# STUDY MATERIAL
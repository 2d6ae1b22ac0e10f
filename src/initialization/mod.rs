//! Application initialization and resource setup.
//!
//! This module provides functions to initialize shared resources:
//! - Logger
//! - HTTP client for provider APIs
//! - rustls crypto provider

mod client;
mod logger;

use rustls::crypto::{ring::default_provider, CryptoProvider};

// Re-export public API
pub use client::init_client;
pub use logger::init_logger_with;

/// Initializes the crypto provider for TLS operations.
///
/// Configures the global crypto provider for `rustls`. This must be called before
/// any TLS connections are established.
pub fn init_crypto_provider() {
    // The return value is ignored because reinstalling the provider is harmless
    let _ = CryptoProvider::install_default(default_provider());
}
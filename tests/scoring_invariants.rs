//! Scoring invariants over real analyzer outputs, exercised through the
//! public API only.

mod common;

use chrono::{Duration, Utc};
use proptest::prelude::*;

use url_risk::ai::{AiAnalysis, ModelVerdict, ScamCategory};
use url_risk::config::AiProvider;
use url_risk::reputation::{analyze_matches, ThreatMatch};
use url_risk::scoring::{FactorType, MissingDataStrategy, ScoringInput};
use url_risk::tls::analyze_certificate;
use url_risk::whois::{analyze_record, WhoisRecord};
use url_risk::{Analyzed, RiskLevel, ScoringCalculator, ScoringConfig};

const URL: &str = "https://example.com/";
const THREAT_TYPES: &[&str] = &[
    "MALWARE",
    "SOCIAL_ENGINEERING",
    "UNWANTED_SOFTWARE",
    "POTENTIALLY_HARMFUL_APPLICATION",
];

fn input(
    threats: Option<Vec<usize>>,
    age_days: Option<i64>,
    ssl: bool,
    ai: Option<(f64, f64)>,
) -> ScoringInput {
    let now = Utc::now();
    ScoringInput {
        reputation: threats.map(|idx| {
            let matches = idx
                .into_iter()
                .map(|i| ThreatMatch {
                    threat_type: THREAT_TYPES[i].to_string(),
                    platform_type: "ANY_PLATFORM".to_string(),
                    threat_entry_type: Some("URL".to_string()),
                    url: Some(URL.to_string()),
                })
                .collect();
            Analyzed::fresh(analyze_matches(URL, matches, now), 3)
        }),
        whois: age_days.map(|days| {
            let record = WhoisRecord {
                creation_date: Some(now - Duration::days(days)),
                registrar: Some("MarkMonitor Inc.".to_string()),
                ..WhoisRecord::default()
            };
            Analyzed::fresh(analyze_record("example.com", &record, now), 7)
        }),
        ssl: ssl.then(|| {
            let chain = common::trusted_chain("example.com");
            Analyzed::fresh(
                analyze_certificate("example.com", 443, &chain, now).expect("valid chain"),
                11,
            )
        }),
        ai: ai.map(|(risk_score, confidence)| {
            let verdict = ModelVerdict {
                risk_score,
                confidence,
                primary_risks: Vec::new(),
                scam_category: ScamCategory::Other,
                indicators: Vec::new(),
                explanation: String::new(),
            };
            Analyzed::fresh(
                AiAnalysis::from_verdict(verdict, AiProvider::OpenAi, "gpt-4o-mini", None, 0.0, None),
                20,
            )
        }),
        ..ScoringInput::new(URL)
    }
}

fn strategy() -> impl Strategy<Value = MissingDataStrategy> {
    prop_oneof![
        Just(MissingDataStrategy::Redistribute),
        Just(MissingDataStrategy::Penalty),
        Just(MissingDataStrategy::Default),
    ]
}

proptest! {
    #[test]
    fn test_result_invariants(
        threats in prop::option::of(prop::collection::vec(0usize..4, 0..3)),
        age_days in prop::option::of(0i64..10_000),
        ssl in any::<bool>(),
        ai in prop::option::of((0.0f64..=100.0, 0.0f64..=1.0)),
        missing_data_strategy in strategy(),
    ) {
        let config = ScoringConfig { missing_data_strategy, ..ScoringConfig::default() };
        let calculator = ScoringCalculator::new(config.clone()).unwrap();
        let input = input(threats, age_days, ssl, ai);
        let result = calculator.calculate_score(&input, None, None);

        prop_assert!((0.0..=100.0).contains(&result.final_score));
        prop_assert_eq!(result.risk_level, config.thresholds.classify(result.final_score));
        prop_assert!(result.confidence >= config.minimum_confidence);
        prop_assert!(result.confidence <= 1.0);
        prop_assert_eq!(
            result.metadata.missing_factors.len(),
            4 - input.available_count()
        );

        if input.available_count() > 0
            && missing_data_strategy == MissingDataStrategy::Redistribute
        {
            let applied: f64 = FactorType::WEIGHTED
                .iter()
                .map(|f| result.metadata.redistributed_weights.get(f).copied().unwrap_or(0.0))
                .sum();
            prop_assert!((applied - 1.0).abs() <= 0.01, "applied weight {}", applied);
        }
    }
}

#[test]
fn test_no_signals_is_neutral() {
    let calculator = ScoringCalculator::new(ScoringConfig::default()).unwrap();
    let result = calculator.calculate_score(&input(None, None, false, None), None, None);
    assert_eq!(result.final_score, 50.0);
    assert_eq!(result.risk_level, RiskLevel::Medium);
    assert_eq!(result.confidence, ScoringConfig::default().minimum_confidence);
}

#[test]
fn test_young_domain_with_clean_reputation_is_medium() {
    let calculator = ScoringCalculator::new(ScoringConfig::default()).unwrap();
    let result = calculator.calculate_score(&input(Some(vec![]), Some(10), false, None), None, None);
    assert_eq!(result.risk_level, RiskLevel::Medium);
    assert!(result.breakdown.normalized_scores[&FactorType::DomainAge] >= 80.0);
}

#[test]
fn test_scoring_config_file_round_trip() {
    use std::io::Write;

    let mut file = tempfile::NamedTempFile::new().unwrap();
    write!(
        file,
        r#"{{"name": "strict", "thresholds": {{"lowRiskMax": 20, "mediumRiskMax": 50, "highRiskMin": 55}}}}"#
    )
    .unwrap();
    let config = ScoringConfig::load_from_file(file.path()).unwrap();
    assert_eq!(config.name, "strict");
    assert_eq!(config.thresholds.classify(52.0), RiskLevel::Medium);
    assert_eq!(config.thresholds.classify(55.0), RiskLevel::High);
    assert_eq!(config.weights, ScoringConfig::default().weights);

    let mut bad = tempfile::NamedTempFile::new().unwrap();
    write!(bad, r#"{{"weights": {{"reputation": 0.9}}}}"#).unwrap();
    assert!(ScoringConfig::load_from_file(bad.path()).is_err());
}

# DIRECTIONS
Begin at the top of the records above and quote each line exactly, ending with the line that contains "let record = WhoisRecord".

# TASK RESULT
repository 2d6ae1b22ac0e10f
filename src/initialization/mod.rs
//! Application initialization and resource setup.
//!
//! This module provides functions to initialize shared resources:
//! - Logger
//! - HTTP client for provider APIs
//! - rustls crypto provider

mod client;
mod logger;

use rustls::crypto::{ring::default_provider, CryptoProvider};

// Re-export public API
pub use client::init_client;
pub use logger::init_logger_with;

/// Initializes the crypto provider for TLS operations.
///
/// Configures the global crypto provider for `rustls`. This must be called before
/// any TLS connections are established.
pub fn init_crypto_provider() {
    // The return value is ignored because reinstalling the provider is harmless
    let _ = CryptoProvider::install_default(default_provider());
}
filename tests/scoring_invariants.rs
//! Scoring invariants over real analyzer outputs, exercised through the
//! public API only.

mod common;

use chrono::{Duration, Utc};
use proptest::prelude::*;

use url_risk::ai::{AiAnalysis, ModelVerdict, ScamCategory};
use url_risk::config::AiProvider;
use url_risk::reputation::{analyze_matches, ThreatMatch};
use url_risk::scoring::{FactorType, MissingDataStrategy, ScoringInput};
use url_risk::tls::analyze_certificate;
use url_risk::whois::{analyze_record, WhoisRecord};
use url_risk::{Analyzed, RiskLevel, ScoringCalculator, ScoringConfig};

const URL: &str = "https://example.com/";
const THREAT_TYPES: &[&str] = &[
    "MALWARE",
    "SOCIAL_ENGINEERING",
    "UNWANTED_SOFTWARE",
    "POTENTIALLY_HARMFUL_APPLICATION",
];

fn input(
    threats: Option<Vec<usize>>,
    age_days: Option<i64>,
    ssl: bool,
    ai: Option<(f64, f64)>,
) -> ScoringInput {
    let now = Utc::now();
    ScoringInput {
        reputation: threats.map(|idx| {
            let matches = idx
                .into_iter()
                .map(|i| ThreatMatch {
                    threat_type: THREAT_TYPES[i].to_string(),
                    platform_type: "ANY_PLATFORM".to_string(),
                    threat_entry_type: Some("URL".to_string()),
                    url: Some(URL.to_string()),
                })
                .collect();
            Analyzed::fresh(analyze_matches(URL, matches, now), 3)
        }),
        whois: age_days.map(|days| {
            let record = WhoisRecord {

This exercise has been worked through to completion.